EXERCISE PROMPT »
Your answer must be a single number: how many lines in the records include the word "ClientManager".

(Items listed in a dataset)
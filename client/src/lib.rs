//! # Race Client Library
//!
//! Client side of the race netcode: joins the lobby over TCP, negotiates a
//! nickname, then streams the local vehicle over UDP while applying opponent
//! states relayed by the server.
//!
//! ## Architecture Overview
//!
//! ### Control Channel (`control`)
//! A reader task turns incoming frames into `TcpPacket`s on a channel; the
//! session writes packets back through a [`control::ControlLink`]. A hang-up
//! from the server closes the channel and ends the session.
//!
//! ### Data Channel (`data`)
//! A connected UDP socket with two tasks:
//! - Sender: pings until the server reports the client id, then sends the
//!   local snapshot once per tick with an increasing sequence id
//! - Receiver: drops datagrams that fail the checksum, skips batches older than
//!   the newest one seen and applies the rest to the opponent roster
//!
//! ### Session (`session`)
//! Drives the match from the client's point of view: nickname prompt, lobby
//! list and countdown, spawning the local vehicle at its grid slot on
//! `StartGame`, the race start countdown and lap reports.
//!
//! ### Vehicles (`vehicle`, `opponents`)
//! Physics and rendering sit behind the [`vehicle::Vehicle`] and
//! [`vehicle::VehicleFactory`] traits. [`vehicle::HeadlessVehicle`] is a
//! kinematic stand-in used by the command line client and the tests.
//!
//! ## Usage Example
//!
//! ```rust,no_run
//! use client::session::{ClientConfig, Session};
//! use client::vehicle::HeadlessFactory;
//! use std::sync::Arc;
//!
//! # async fn run() -> std::io::Result<()> {
//! let config = ClientConfig {
//!     name: Some("Alice".to_string()),
//!     throttle: true,
//!     ..ClientConfig::default()
//! };
//! let (_input_tx, input_rx) = tokio::sync::mpsc::unbounded_channel();
//! Session::new(config, Arc::new(HeadlessFactory)).run(input_rx).await?;
//! # Ok(())
//! # }
//! ```

pub mod control;
pub mod countdown;
pub mod data;
pub mod laps;
pub mod lobby;
pub mod opponents;
pub mod session;
pub mod vehicle;
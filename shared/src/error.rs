//! Errors raised while encoding or decoding wire packets

use thiserror::Error;

/// Failure to turn bytes into a packet or a packet into bytes.
///
/// Every variant means the packet is rejected as a whole; callers never act
/// on a partially decoded packet.
#[derive(Debug, Error)]
pub enum CodecError {
    #[error("size mismatch: expected {expected} bytes, got {actual}")]
    SizeMismatch { expected: usize, actual: usize },

    #[error("payload of {size} bytes exceeds the maximum of {max}")]
    PayloadTooLarge { size: usize, max: usize },

    #[error("unknown packet type {0}")]
    UnknownPacketType(u8),

    #[error("checksum mismatch: packet carries {received:#010x}, computed {computed:#010x}")]
    ChecksumMismatch { received: u32, computed: u32 },

    #[error("tried to read {needed} bytes at offset {offset}, but the payload is {size} bytes")]
    Truncated {
        offset: usize,
        needed: usize,
        size: usize,
    },

    #[error("payload text is not valid UTF-8")]
    InvalidText,

    #[error("encoding error: {0}")]
    Encoding(#[from] bincode::Error),
}
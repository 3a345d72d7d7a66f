//! State shared by the server tasks

use crate::client_manager::ClientManager;
use crate::config::ServerConfig;
use crate::lifecycle::{LobbyCountdown, MatchLifecycle};
use shared::VehicleStateSnapshot;
use std::collections::HashMap;
use tokio::sync::{watch, Mutex, RwLock};

/// Everything the control, data and match tasks share, handed around in an `Arc`.
///
/// `countdown` and `latest_states` may be taken while holding `clients`, never
/// the other way round, and never both at once.
pub struct ServerContext {
    pub config: ServerConfig,
    pub clients: RwLock<ClientManager>,
    pub lifecycle: MatchLifecycle,
    pub countdown: Mutex<LobbyCountdown>,
    /// Newest snapshot per client id since the last tick
    pub latest_states: Mutex<HashMap<u16, VehicleStateSnapshot>>,
    udp_ready: watch::Sender<bool>,
}

impl ServerContext {
    pub fn new(config: ServerConfig) -> Self {
        let clients = RwLock::new(ClientManager::new(config.max_clients));
        let countdown = Mutex::new(LobbyCountdown::new(config.lobby_duration));
        let (udp_ready, _) = watch::channel(false);

        Self {
            config,
            clients,
            lifecycle: MatchLifecycle::new(),
            countdown,
            latest_states: Mutex::new(HashMap::new()),
            udp_ready,
        }
    }

    /// Called by the data channel once its receive loop is up.
    pub fn mark_udp_ready(&self) {
        self.udp_ready.send_replace(true);
    }

    pub async fn wait_udp_ready(&self) {
        let mut rx = self.udp_ready.subscribe();
        let _ = rx.wait_for(|ready| *ready).await;
    }

    /// Clears everything a finished match leaves behind.
    pub async fn reset_match_state(&self) {
        self.clients.write().await.reset_all();
        self.countdown.lock().await.reset();
        self.latest_states.lock().await.clear();
    }
}
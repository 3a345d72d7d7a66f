//! Client side of the control channel

use log::{debug, info, warn};
use shared::framing;
use shared::TcpPacket;
use std::io;
use tokio::io::{AsyncRead, AsyncWrite, BufReader};
use tokio::net::TcpStream;
use tokio::sync::mpsc;

/// Sending half of the control connection.
pub struct ControlLink {
    writer: Box<dyn AsyncWrite + Unpin + Send>,
}

impl ControlLink {
    pub fn new<W: AsyncWrite + Unpin + Send + 'static>(writer: W) -> Self {
        Self {
            writer: Box::new(writer),
        }
    }

    pub async fn send(&mut self, packet: &TcpPacket) -> io::Result<()> {
        debug!("Sending {:?}", packet.packet_type());
        framing::write_packet(&mut self.writer, packet).await
    }
}

/// Connects to the server and starts reading control packets.
///
/// The receiver closes when the server hangs up.
pub async fn connect(addr: &str) -> io::Result<(ControlLink, mpsc::UnboundedReceiver<TcpPacket>)> {
    let stream = TcpStream::connect(addr).await?;
    stream.set_nodelay(true)?;
    info!("Connected to {}", addr);

    let (reader, writer) = stream.into_split();
    Ok((ControlLink::new(writer), spawn_reader(reader)))
}

/// Reads frames on a separate task so the session's select loop never
/// cancels a read halfway through a frame.
pub fn spawn_reader<R: AsyncRead + Unpin + Send + 'static>(reader: R) -> mpsc::UnboundedReceiver<TcpPacket> {
    let (tx, rx) = mpsc::unbounded_channel();
    tokio::spawn(async move {
        let mut reader = BufReader::new(reader);
        loop {
            match framing::read_frame(&mut reader).await {
                Ok((header, payload)) => match TcpPacket::decode(&header, &payload) {
                    Ok(packet) => {
                        if tx.send(packet).is_err() {
                            return;
                        }
                    }
                    Err(e) => warn!("Dropping malformed packet from server: {}", e),
                },
                Err(e) => {
                    if e.kind() != io::ErrorKind::UnexpectedEof {
                        warn!("Control channel read error: {}", e);
                    }
                    return;
                }
            }
        }
    });
    rx
}
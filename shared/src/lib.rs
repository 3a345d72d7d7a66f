//! Wire protocol shared by the race server and its clients
//!
//! Two transports carry the game:
//! - a reliable stream for the lobby and match control ([`tcp`], framed by [`framing`])
//! - checksummed datagrams for vehicle state ([`udp`])
//!
//! Both are encoded with the fixed-layout [`codec`]. Timing and limits that
//! both sides must agree on live here.

pub mod codec;
pub mod error;
pub mod framing;
pub mod opponent;
pub mod snapshot;
pub mod tcp;
pub mod udp;

use std::time::Duration;

pub use codec::WireSize;
pub use error::CodecError;
pub use opponent::{OpponentInfo, VehicleColor};
pub use snapshot::{ControlState, InputBitmap, Transform, VehicleStateSnapshot};
pub use tcp::TcpPacket;
pub use udp::{ClientState, UdpPacket};

/// State relay ticks per second.
pub const TICK_RATE: u32 = 32;

/// Time between two ticks, exactly 1/32 s.
pub const TICK_DURATION: Duration = Duration::from_nanos(1_000_000_000 / TICK_RATE as u64);

pub const MAX_NICKNAME_LENGTH: usize = 20;

pub const DEFAULT_PORT: u16 = 1313;

/// Size of the starting grid, and so of a race.
pub const MAX_PLAYERS: usize = opponent::STARTING_POSITIONS.len();

#[cfg(test)]
mod tests {
    use super::*;

    #[test]
    fn test_tick_duration() {
        assert_eq!(TICK_DURATION, Duration::from_micros(31_250));
        assert_eq!(TICK_DURATION * TICK_RATE, Duration::from_secs(1));
    }

    #[test]
    fn test_udp_datagram_fits_limit() {
        assert!(udp::MAX_UDP_PACKET_SIZE < 508);
        assert_eq!(MAX_PLAYERS, 8);
    }
}
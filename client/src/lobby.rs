//! Who else is waiting in the lobby

#[derive(Debug, Default, Clone)]
pub struct LobbyView {
    members: Vec<String>,
}

impl LobbyView {
    pub fn new() -> Self {
        Self::default()
    }

    /// Replaces the member list with the one sent on joining.
    pub fn set_members(&mut self, members: Vec<String>) {
        self.members = members;
    }

    pub fn joined(&mut self, nickname: String) {
        if !self.members.contains(&nickname) {
            self.members.push(nickname);
        }
    }

    pub fn left(&mut self, nickname: &str) {
        self.members.retain(|member| member != nickname);
    }

    pub fn members(&self) -> &[String] {
        &self.members
    }
}
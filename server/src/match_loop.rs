//! Fixed-rate state relay
//!
//! While a match is running, every tick drains the newest snapshot of each
//! racer and sends every racer the snapshots of all the others. Ticks are
//! scheduled from a fixed anchor (`next_tick += TICK_DURATION`) so scheduling
//! jitter never accumulates into drift.

use crate::context::ServerContext;
use crate::lifecycle::MatchPhase;
use log::{debug, error, info};
use shared::udp::opponent_state_packets;
use shared::{ClientState, VehicleStateSnapshot, TICK_DURATION};
use std::collections::HashMap;
use std::net::SocketAddr;
use std::sync::Arc;
use tokio::net::UdpSocket;
use tokio::time::{sleep_until, Instant};

const PROGRESS_LOG_INTERVAL: u32 = 100;

/// Builds the datagrams for one tick.
///
/// Each recipient gets the snapshots of every other client in `pending`,
/// ordered by client id and split into batches of at most five. Recipients
/// with nothing to receive are skipped.
pub fn build_fanout(
    pending: &HashMap<u16, VehicleStateSnapshot>,
    recipients: &[(u16, SocketAddr)],
    sequence_id: u32,
) -> Vec<(SocketAddr, Vec<u8>)> {
    let mut states: Vec<ClientState> = pending
        .iter()
        .map(|(client_id, snapshot)| ClientState {
            client_id: *client_id,
            snapshot: *snapshot,
        })
        .collect();
    states.sort_unstable_by_key(|state| state.client_id);

    let mut datagrams = Vec::new();
    for (recipient, addr) in recipients {
        let others: Vec<ClientState> = states
            .iter()
            .filter(|state| state.client_id != *recipient)
            .copied()
            .collect();
        if others.is_empty() {
            continue;
        }

        for packet in opponent_state_packets(sequence_id, &others) {
            match packet.encode() {
                Ok(bytes) => datagrams.push((*addr, bytes)),
                Err(e) => error!("Failed to encode states for client {}: {}", recipient, e),
            }
        }
    }
    datagrams
}

pub struct MatchLoop {
    context: Arc<ServerContext>,
    socket: Arc<UdpSocket>,
    tick: u32,
}

impl MatchLoop {
    pub fn new(context: Arc<ServerContext>, socket: Arc<UdpSocket>) -> Self {
        Self {
            context,
            socket,
            tick: 0,
        }
    }

    pub fn tick_count(&self) -> u32 {
        self.tick
    }

    /// Ticks until the match phase leaves `Running`.
    pub async fn run(&mut self) {
        let mut phase = self.context.lifecycle.subscribe();
        let started = Instant::now();
        let mut next_tick = started + TICK_DURATION;

        info!("Match loop started");

        while *phase.borrow_and_update() == MatchPhase::Running {
            tokio::select! {
                _ = sleep_until(next_tick) => {}
                changed = phase.changed() => {
                    if changed.is_err() {
                        break;
                    }
                    continue;
                }
            }
            next_tick += TICK_DURATION;

            let (racers, relayed, sent) = self.run_tick().await;

            if self.tick % PROGRESS_LOG_INTERVAL == 0 {
                let scheduled = started + TICK_DURATION * self.tick;
                debug!(
                    "Tick {}: {} racers, {} states relayed in {} datagrams, {:?} behind schedule",
                    self.tick,
                    racers,
                    relayed,
                    sent,
                    Instant::now().saturating_duration_since(scheduled)
                );
            }
        }

        info!("Match loop stopped after {} ticks", self.tick);
    }

    /// One relay step. Returns `(reachable racers, states relayed, datagrams sent)`.
    pub async fn run_tick(&mut self) -> (usize, usize, usize) {
        self.tick = self.tick.wrapping_add(1);

        let pending = std::mem::take(&mut *self.context.latest_states.lock().await);
        let recipients = self.context.clients.read().await.racer_addrs();
        if pending.is_empty() {
            return (recipients.len(), 0, 0);
        }

        let datagrams = build_fanout(&pending, &recipients, self.tick);
        let mut sent = 0;
        for (addr, bytes) in &datagrams {
            match self.socket.send_to(bytes, addr).await {
                Ok(_) => sent += 1,
                Err(e) => debug!("Failed to send states to {}: {}", addr, e),
            }
        }
        (recipients.len(), pending.len(), sent)
    }

    /// Drops anything left over so the next match starts clean.
    pub async fn reset(&mut self) {
        self.context.latest_states.lock().await.clear();
        self.tick = 0;
    }
}

#[cfg(test)]
mod tests {
    use super::*;
    use crate::client_manager::LobbyState;
    use crate::config::ServerConfig;
    use shared::{Transform, UdpPacket};
    use std::time::Duration;
    use tokio::sync::mpsc;

    fn addr(port: u16) -> SocketAddr {
        SocketAddr::from(([127, 0, 0, 1], port))
    }

    fn snapshot(x: f32) -> VehicleStateSnapshot {
        VehicleStateSnapshot {
            transform: Transform::from_translation([x, 0.0, 0.0]),
            ..VehicleStateSnapshot::default()
        }
    }

    fn decode_states(bytes: &[u8]) -> (u32, Vec<u16>) {
        match UdpPacket::decode(bytes).unwrap() {
            UdpPacket::OpponentStates {
                sequence_id,
                states,
            } => (sequence_id, states.iter().map(|s| s.client_id).collect()),
            other => panic!("unexpected packet {:?}", other),
        }
    }

    #[test]
    fn test_fanout_excludes_recipient() {
        let pending: HashMap<u16, VehicleStateSnapshot> =
            [(0, snapshot(0.0)), (1, snapshot(1.0)), (2, snapshot(2.0))]
                .into_iter()
                .collect();
        let recipients = vec![(0, addr(6000)), (1, addr(6001)), (2, addr(6002))];

        let datagrams = build_fanout(&pending, &recipients, 42);
        assert_eq!(datagrams.len(), 3);

        for (i, (to, bytes)) in datagrams.iter().enumerate() {
            assert_eq!(*to, recipients[i].1);
            let (sequence_id, ids) = decode_states(bytes);
            assert_eq!(sequence_id, 42);
            assert_eq!(ids.len(), 2);
            assert!(!ids.contains(&recipients[i].0));
        }
    }

    #[test]
    fn test_fanout_skips_lone_sender() {
        let pending: HashMap<u16, VehicleStateSnapshot> = [(0, snapshot(0.0))].into_iter().collect();
        let recipients = vec![(0, addr(6000)), (1, addr(6001))];

        let datagrams = build_fanout(&pending, &recipients, 1);
        assert_eq!(datagrams.len(), 1);
        assert_eq!(datagrams[0].0, addr(6001));
        assert_eq!(decode_states(&datagrams[0].1).1, vec![0]);
    }

    #[test]
    fn test_fanout_batches_of_five() {
        let pending: HashMap<u16, VehicleStateSnapshot> =
            (0..7).map(|id| (id, snapshot(id as f32))).collect();
        let recipients = vec![(7, addr(6007))];

        let datagrams = build_fanout(&pending, &recipients, 3);
        assert_eq!(datagrams.len(), 2);
        assert_eq!(decode_states(&datagrams[0].1).1, vec![0, 1, 2, 3, 4]);
        assert_eq!(decode_states(&datagrams[1].1).1, vec![5, 6]);
    }

    #[tokio::test]
    async fn test_tick_relays_and_drains() {
        let context = Arc::new(ServerContext::new(ServerConfig::default()));
        let server_socket = Arc::new(UdpSocket::bind("127.0.0.1:0").await.unwrap());
        let receiver = UdpSocket::bind("127.0.0.1:0").await.unwrap();

        {
            let mut clients = context.clients.write().await;
            for (peer, udp) in [(addr(5000), None), (addr(5001), Some(receiver.local_addr().unwrap()))] {
                let (tx, _rx) = mpsc::unbounded_channel();
                let id = {
                    let session = clients.new_client(peer, tx).unwrap();
                    session.advance_to(LobbyState::InLobby);
                    session.advance_to(LobbyState::InGame);
                    session.id
                };
                if let Some(udp) = udp {
                    clients.update_udp_address(id, udp);
                }
            }
        }
        context.latest_states.lock().await.insert(0, snapshot(9.0));

        let mut match_loop = MatchLoop::new(Arc::clone(&context), server_socket);
        let (racers, relayed, _) = match_loop.run_tick().await;
        // Only the racer with a known data address is a recipient
        assert_eq!(racers, 1);
        assert_eq!(relayed, 1);
        assert!(context.latest_states.lock().await.is_empty());

        let mut buffer = [0u8; 512];
        let (len, _) = tokio::time::timeout(Duration::from_secs(1), receiver.recv_from(&mut buffer))
            .await
            .unwrap()
            .unwrap();
        match UdpPacket::decode(&buffer[..len]).unwrap() {
            UdpPacket::OpponentStates {
                sequence_id,
                states,
            } => {
                assert_eq!(sequence_id, 1);
                assert_eq!(states.len(), 1);
                assert_eq!(states[0].client_id, 0);
                assert_eq!(states[0].snapshot.transform.position()[0], 9.0);
            }
            other => panic!("unexpected packet {:?}", other),
        }

        // Nothing pending on the next tick
        let (_, relayed, sent) = match_loop.run_tick().await;
        assert_eq!((relayed, sent), (0, 0));
    }

    #[tokio::test]
    async fn test_run_exits_when_match_finishes() {
        let context = Arc::new(ServerContext::new(ServerConfig::default()));
        let socket = Arc::new(UdpSocket::bind("127.0.0.1:0").await.unwrap());
        context.lifecycle.start_race();

        let handle = {
            let context = Arc::clone(&context);
            tokio::spawn(async move {
                let mut match_loop = MatchLoop::new(context, socket);
                match_loop.run().await;
                match_loop
            })
        };

        tokio::time::sleep(TICK_DURATION * 4).await;
        context.lifecycle.finish();

        let mut match_loop = tokio::time::timeout(Duration::from_secs(1), handle)
            .await
            .expect("loop should stop")
            .unwrap();
        assert!(match_loop.tick_count() >= 2);

        match_loop.reset().await;
        assert_eq!(match_loop.tick_count(), 0);
    }

    #[tokio::test]
    async fn test_run_returns_immediately_outside_race() {
        let context = Arc::new(ServerContext::new(ServerConfig::default()));
        let socket = Arc::new(UdpSocket::bind("127.0.0.1:0").await.unwrap());
        let mut match_loop = MatchLoop::new(context, socket);

        tokio::time::timeout(Duration::from_millis(100), match_loop.run())
            .await
            .expect("loop should not start");
        assert_eq!(match_loop.tick_count(), 0);
    }
}
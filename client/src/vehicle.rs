//! Vehicle collaborator interface and a headless stand-in
//!
//! The physics engine and renderer live outside this crate. The session only
//! needs a handle it can steer, overwrite from the network and read back.

use shared::{ControlState, InputBitmap, Transform, VehicleColor, VehicleStateSnapshot};

/// A simulated vehicle, local or remote.
pub trait Vehicle: Send {
    fn apply_control_state(&mut self, controls: ControlState);

    /// Overwrites transform, velocity and steering with a received snapshot.
    fn apply_remote_state(&mut self, snapshot: &VehicleStateSnapshot);

    fn step(&mut self, dt: f32);

    fn transform(&self) -> Transform;

    fn velocity(&self) -> [f32; 3];

    fn steering_angle(&self) -> f32;

    fn snapshot(&self, inputs: InputBitmap) -> VehicleStateSnapshot {
        VehicleStateSnapshot {
            transform: self.transform(),
            velocity: self.velocity(),
            steering_angle: self.steering_angle(),
            inputs,
        }
    }
}

/// Creates vehicles for the local player and for opponents.
pub trait VehicleFactory: Send + Sync {
    fn spawn(&self, transform: Transform, color: VehicleColor) -> Box<dyn Vehicle>;
}

const ACCELERATION: f32 = 8.0;
const BRAKING: f32 = 12.0;
const ROLLING_DRAG: f32 = 0.5;
const HANDBRAKE_DRAG: f32 = 2.0;
const MAX_SPEED: f32 = 40.0;
const MAX_REVERSE_SPEED: f32 = 10.0;
const MAX_STEERING_ANGLE: f32 = 0.5;

/// Straight-line kinematic vehicle used when no physics engine is attached.
///
/// Moves along its local z axis. Steering is reported but never turns the
/// body.
#[derive(Debug, Clone)]
pub struct HeadlessVehicle {
    transform: Transform,
    velocity: [f32; 3],
    steering_angle: f32,
    controls: ControlState,
    pub color: VehicleColor,
}

impl HeadlessVehicle {
    pub fn new(transform: Transform, color: VehicleColor) -> Self {
        Self {
            transform,
            velocity: [0.0; 3],
            steering_angle: 0.0,
            controls: ControlState::default(),
            color,
        }
    }

    fn forward(&self) -> [f32; 3] {
        let basis = &self.transform.basis;
        [basis[0][2], basis[1][2], basis[2][2]]
    }
}

impl Vehicle for HeadlessVehicle {
    fn apply_control_state(&mut self, controls: ControlState) {
        self.controls = controls;
        self.steering_angle = match (controls.left, controls.right) {
            (true, false) => MAX_STEERING_ANGLE,
            (false, true) => -MAX_STEERING_ANGLE,
            _ => 0.0,
        };
    }

    fn apply_remote_state(&mut self, snapshot: &VehicleStateSnapshot) {
        self.transform = snapshot.transform;
        self.velocity = snapshot.velocity;
        self.steering_angle = snapshot.steering_angle;
    }

    fn step(&mut self, dt: f32) {
        let forward = self.forward();
        let mut speed: f32 = self
            .velocity
            .iter()
            .zip(forward.iter())
            .map(|(v, f)| v * f)
            .sum();

        if self.controls.forward {
            speed += ACCELERATION * dt;
        }
        if self.controls.backward {
            speed -= BRAKING * dt;
        }
        let drag = if self.controls.handbrake {
            HANDBRAKE_DRAG
        } else if !self.controls.forward && !self.controls.backward {
            ROLLING_DRAG
        } else {
            0.0
        };
        speed *= (1.0 - drag * dt).max(0.0);
        speed = speed.clamp(-MAX_REVERSE_SPEED, MAX_SPEED);

        for axis in 0..3 {
            self.velocity[axis] = forward[axis] * speed;
            self.transform.origin[axis] += self.velocity[axis] * dt;
        }
    }

    fn transform(&self) -> Transform {
        self.transform
    }

    fn velocity(&self) -> [f32; 3] {
        self.velocity
    }

    fn steering_angle(&self) -> f32 {
        self.steering_angle
    }
}

/// Spawns [`HeadlessVehicle`]s.
#[derive(Debug, Default, Clone, Copy)]
pub struct HeadlessFactory;

impl VehicleFactory for HeadlessFactory {
    fn spawn(&self, transform: Transform, color: VehicleColor) -> Box<dyn Vehicle> {
        Box::new(HeadlessVehicle::new(transform, color))
    }
}

#[cfg(test)]
mod tests {
    use super::*;
    use assert_approx_eq::assert_approx_eq;

    fn white() -> VehicleColor {
        VehicleColor::new(255, 255, 255)
    }

    #[test]
    fn test_throttle_moves_along_local_z() {
        let mut vehicle = HeadlessVehicle::new(Transform::IDENTITY, white());
        vehicle.apply_control_state(ControlState {
            forward: true,
            ..ControlState::default()
        });

        for _ in 0..32 {
            vehicle.step(1.0 / 32.0);
        }

        let velocity = vehicle.velocity();
        assert_approx_eq!(velocity[2], ACCELERATION, 1e-3);
        assert_approx_eq!(velocity[0], 0.0);
        assert!(vehicle.transform().position()[2] > 0.0);
    }

    #[test]
    fn test_drag_slows_coasting_vehicle() {
        let mut vehicle = HeadlessVehicle::new(Transform::IDENTITY, white());
        vehicle.apply_remote_state(&VehicleStateSnapshot {
            velocity: [0.0, 0.0, 10.0],
            ..VehicleStateSnapshot::default()
        });

        vehicle.step(0.5);
        assert!(vehicle.velocity()[2] < 10.0);
        assert!(vehicle.velocity()[2] > 0.0);
    }

    #[test]
    fn test_steering_follows_controls() {
        let mut vehicle = HeadlessVehicle::new(Transform::IDENTITY, white());
        vehicle.apply_control_state(ControlState {
            left: true,
            ..ControlState::default()
        });
        assert_approx_eq!(vehicle.steering_angle(), MAX_STEERING_ANGLE);

        vehicle.apply_control_state(ControlState {
            left: true,
            right: true,
            ..ControlState::default()
        });
        assert_approx_eq!(vehicle.steering_angle(), 0.0);
    }

    #[test]
    fn test_remote_state_overwrites_and_snapshot_reads_back() {
        let factory = HeadlessFactory;
        let mut vehicle = factory.spawn(Transform::IDENTITY, white());
        let remote = VehicleStateSnapshot {
            transform: Transform::from_translation([3.0, 1.0, -2.0]),
            velocity: [1.0, 0.0, 0.0],
            steering_angle: 0.2,
            inputs: InputBitmap(InputBitmap::BRAKE),
        };

        vehicle.apply_remote_state(&remote);
        let snapshot = vehicle.snapshot(remote.inputs);
        assert_eq!(snapshot, remote);
    }
}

SOLUTION »
3